*** Provided entries Section Begins ***

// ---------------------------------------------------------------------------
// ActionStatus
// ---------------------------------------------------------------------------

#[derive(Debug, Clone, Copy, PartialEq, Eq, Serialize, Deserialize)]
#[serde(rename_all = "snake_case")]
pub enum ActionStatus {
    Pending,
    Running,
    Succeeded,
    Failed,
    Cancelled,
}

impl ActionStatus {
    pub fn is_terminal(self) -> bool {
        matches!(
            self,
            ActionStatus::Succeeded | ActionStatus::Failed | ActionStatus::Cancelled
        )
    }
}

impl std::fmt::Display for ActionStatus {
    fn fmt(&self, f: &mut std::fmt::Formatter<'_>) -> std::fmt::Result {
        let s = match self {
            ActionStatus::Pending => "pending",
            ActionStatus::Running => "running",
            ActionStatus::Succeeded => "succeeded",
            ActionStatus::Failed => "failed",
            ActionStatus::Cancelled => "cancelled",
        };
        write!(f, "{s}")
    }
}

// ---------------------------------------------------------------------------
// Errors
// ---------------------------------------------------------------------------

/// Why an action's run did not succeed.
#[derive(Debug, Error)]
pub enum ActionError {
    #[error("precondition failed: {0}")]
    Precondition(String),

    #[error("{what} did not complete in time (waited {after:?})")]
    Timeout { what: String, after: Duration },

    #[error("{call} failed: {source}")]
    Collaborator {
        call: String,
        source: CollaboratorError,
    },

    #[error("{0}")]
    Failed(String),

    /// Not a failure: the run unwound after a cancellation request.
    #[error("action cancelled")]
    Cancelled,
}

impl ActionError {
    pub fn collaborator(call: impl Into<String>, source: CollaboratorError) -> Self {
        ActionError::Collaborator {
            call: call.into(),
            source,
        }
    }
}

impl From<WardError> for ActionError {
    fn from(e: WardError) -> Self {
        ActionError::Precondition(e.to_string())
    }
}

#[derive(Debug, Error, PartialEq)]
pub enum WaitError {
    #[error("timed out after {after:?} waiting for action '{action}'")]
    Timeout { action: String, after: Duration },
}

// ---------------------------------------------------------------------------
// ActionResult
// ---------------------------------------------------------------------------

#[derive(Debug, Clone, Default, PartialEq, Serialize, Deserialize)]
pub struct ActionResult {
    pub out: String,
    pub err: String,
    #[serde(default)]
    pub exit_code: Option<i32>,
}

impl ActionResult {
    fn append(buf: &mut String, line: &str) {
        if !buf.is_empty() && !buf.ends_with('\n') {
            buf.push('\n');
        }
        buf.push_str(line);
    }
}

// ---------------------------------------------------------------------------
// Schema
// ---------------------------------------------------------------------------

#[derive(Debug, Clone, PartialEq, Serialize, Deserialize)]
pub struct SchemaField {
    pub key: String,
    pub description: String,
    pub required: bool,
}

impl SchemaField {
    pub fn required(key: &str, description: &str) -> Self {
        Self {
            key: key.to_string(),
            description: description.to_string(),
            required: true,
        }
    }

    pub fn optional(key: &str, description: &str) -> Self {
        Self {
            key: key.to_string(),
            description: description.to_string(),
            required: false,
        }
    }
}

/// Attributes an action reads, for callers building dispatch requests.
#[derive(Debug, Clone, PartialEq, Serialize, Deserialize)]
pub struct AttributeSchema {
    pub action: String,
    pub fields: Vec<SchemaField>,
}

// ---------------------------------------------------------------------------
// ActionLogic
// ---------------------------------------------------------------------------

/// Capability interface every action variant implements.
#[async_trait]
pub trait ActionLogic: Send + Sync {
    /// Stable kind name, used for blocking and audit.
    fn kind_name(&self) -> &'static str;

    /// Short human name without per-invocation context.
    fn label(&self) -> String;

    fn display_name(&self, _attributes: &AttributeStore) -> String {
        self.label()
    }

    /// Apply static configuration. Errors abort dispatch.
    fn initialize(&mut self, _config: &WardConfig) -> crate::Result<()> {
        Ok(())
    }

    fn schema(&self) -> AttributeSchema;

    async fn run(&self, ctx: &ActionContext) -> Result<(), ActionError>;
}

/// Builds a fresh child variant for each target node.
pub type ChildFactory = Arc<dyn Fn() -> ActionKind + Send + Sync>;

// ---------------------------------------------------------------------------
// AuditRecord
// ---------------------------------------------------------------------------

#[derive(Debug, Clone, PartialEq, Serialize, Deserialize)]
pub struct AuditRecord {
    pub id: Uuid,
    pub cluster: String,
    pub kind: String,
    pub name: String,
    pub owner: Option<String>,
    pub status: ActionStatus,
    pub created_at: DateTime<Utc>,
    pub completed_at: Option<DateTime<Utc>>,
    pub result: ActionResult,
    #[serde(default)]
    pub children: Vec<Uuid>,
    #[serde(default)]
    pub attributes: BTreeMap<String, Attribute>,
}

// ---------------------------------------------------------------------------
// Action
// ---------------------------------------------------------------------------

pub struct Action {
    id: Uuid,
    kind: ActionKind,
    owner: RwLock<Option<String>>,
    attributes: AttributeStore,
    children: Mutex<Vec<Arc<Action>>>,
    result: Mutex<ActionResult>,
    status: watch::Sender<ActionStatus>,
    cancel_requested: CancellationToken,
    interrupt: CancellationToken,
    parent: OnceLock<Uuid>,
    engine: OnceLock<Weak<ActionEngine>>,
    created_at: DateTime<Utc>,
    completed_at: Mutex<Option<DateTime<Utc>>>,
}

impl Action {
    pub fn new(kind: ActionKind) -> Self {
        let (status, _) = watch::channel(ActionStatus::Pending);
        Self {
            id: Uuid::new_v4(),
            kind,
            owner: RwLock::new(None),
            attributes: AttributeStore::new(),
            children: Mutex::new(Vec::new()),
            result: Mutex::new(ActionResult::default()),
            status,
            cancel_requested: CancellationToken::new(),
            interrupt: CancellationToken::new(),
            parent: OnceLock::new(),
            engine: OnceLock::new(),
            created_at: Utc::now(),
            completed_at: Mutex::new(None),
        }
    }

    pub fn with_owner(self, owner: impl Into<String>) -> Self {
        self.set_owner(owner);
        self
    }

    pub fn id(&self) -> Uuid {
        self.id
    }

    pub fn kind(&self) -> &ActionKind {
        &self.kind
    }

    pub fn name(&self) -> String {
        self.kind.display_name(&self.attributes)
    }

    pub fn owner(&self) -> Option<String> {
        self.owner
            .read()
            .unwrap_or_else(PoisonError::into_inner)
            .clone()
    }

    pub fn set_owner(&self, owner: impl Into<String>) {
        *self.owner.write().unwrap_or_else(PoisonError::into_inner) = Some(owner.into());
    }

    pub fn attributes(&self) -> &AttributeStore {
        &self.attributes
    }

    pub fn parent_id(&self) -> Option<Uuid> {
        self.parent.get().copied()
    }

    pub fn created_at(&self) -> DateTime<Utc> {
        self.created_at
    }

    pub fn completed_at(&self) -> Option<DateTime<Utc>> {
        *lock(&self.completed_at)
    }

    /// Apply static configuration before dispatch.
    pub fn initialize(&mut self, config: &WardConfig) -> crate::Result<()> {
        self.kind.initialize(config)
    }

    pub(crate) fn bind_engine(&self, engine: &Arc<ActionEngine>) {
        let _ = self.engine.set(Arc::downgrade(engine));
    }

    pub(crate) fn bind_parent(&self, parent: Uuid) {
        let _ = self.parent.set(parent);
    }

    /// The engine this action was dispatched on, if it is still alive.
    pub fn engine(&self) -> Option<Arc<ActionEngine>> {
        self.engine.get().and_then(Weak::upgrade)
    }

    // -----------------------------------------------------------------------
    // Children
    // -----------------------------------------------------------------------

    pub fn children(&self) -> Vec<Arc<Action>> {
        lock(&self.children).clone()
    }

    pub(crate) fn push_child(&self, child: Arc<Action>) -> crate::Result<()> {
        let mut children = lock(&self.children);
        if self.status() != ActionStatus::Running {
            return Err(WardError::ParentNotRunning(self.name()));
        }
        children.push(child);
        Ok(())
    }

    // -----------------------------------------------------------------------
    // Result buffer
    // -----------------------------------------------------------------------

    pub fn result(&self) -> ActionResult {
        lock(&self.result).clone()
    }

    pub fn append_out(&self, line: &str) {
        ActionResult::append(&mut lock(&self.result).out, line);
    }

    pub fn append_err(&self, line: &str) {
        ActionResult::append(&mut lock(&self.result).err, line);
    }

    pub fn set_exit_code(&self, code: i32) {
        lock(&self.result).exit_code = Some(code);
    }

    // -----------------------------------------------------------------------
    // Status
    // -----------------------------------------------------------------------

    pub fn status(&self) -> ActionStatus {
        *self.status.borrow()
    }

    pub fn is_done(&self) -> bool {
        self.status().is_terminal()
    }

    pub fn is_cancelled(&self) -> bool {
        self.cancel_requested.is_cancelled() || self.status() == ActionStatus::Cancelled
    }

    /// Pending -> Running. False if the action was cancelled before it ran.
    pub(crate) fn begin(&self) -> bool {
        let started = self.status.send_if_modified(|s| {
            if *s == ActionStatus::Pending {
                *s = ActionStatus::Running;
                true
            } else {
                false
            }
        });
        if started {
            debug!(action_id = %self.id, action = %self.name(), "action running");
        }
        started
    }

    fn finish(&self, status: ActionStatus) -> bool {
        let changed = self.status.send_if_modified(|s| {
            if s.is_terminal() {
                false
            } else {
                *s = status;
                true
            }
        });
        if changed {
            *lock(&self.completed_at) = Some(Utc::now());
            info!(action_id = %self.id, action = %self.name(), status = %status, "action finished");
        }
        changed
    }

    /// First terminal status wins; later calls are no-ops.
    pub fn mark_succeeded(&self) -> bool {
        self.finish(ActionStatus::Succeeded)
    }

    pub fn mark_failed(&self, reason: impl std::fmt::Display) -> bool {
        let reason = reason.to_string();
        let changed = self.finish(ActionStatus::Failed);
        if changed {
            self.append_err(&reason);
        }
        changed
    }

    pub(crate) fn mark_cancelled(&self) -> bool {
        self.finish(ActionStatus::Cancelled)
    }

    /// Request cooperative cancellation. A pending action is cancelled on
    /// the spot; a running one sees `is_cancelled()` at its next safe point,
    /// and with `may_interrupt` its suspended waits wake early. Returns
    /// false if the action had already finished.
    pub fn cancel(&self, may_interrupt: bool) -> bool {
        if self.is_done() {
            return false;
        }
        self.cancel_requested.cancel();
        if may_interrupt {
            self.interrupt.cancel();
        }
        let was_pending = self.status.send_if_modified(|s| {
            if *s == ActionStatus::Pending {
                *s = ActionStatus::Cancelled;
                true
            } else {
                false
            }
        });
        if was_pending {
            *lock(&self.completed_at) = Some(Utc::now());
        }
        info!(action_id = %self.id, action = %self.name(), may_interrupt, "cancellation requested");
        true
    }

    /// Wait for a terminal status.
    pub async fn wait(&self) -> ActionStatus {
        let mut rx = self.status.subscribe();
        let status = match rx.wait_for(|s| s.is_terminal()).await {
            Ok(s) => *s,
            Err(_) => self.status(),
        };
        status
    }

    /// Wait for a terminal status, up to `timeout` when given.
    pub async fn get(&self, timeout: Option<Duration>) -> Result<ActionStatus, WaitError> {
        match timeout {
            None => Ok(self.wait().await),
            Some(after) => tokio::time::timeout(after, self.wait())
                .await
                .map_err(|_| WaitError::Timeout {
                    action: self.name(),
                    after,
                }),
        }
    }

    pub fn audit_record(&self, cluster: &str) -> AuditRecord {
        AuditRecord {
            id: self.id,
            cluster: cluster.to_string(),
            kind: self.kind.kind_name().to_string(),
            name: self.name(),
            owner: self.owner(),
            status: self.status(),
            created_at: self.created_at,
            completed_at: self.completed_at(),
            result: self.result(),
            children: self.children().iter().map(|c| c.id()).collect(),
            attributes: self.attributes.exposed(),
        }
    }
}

*** Provided entries Section Ends ***

__Exercise requirements__
Match on "source": copy every line in the records that has it.

__Result__
    #[error("{call} failed: {source}")]
        source: CollaboratorError,
    pub fn collaborator(call: impl Into<String>, source: CollaboratorError) -> Self {
            source,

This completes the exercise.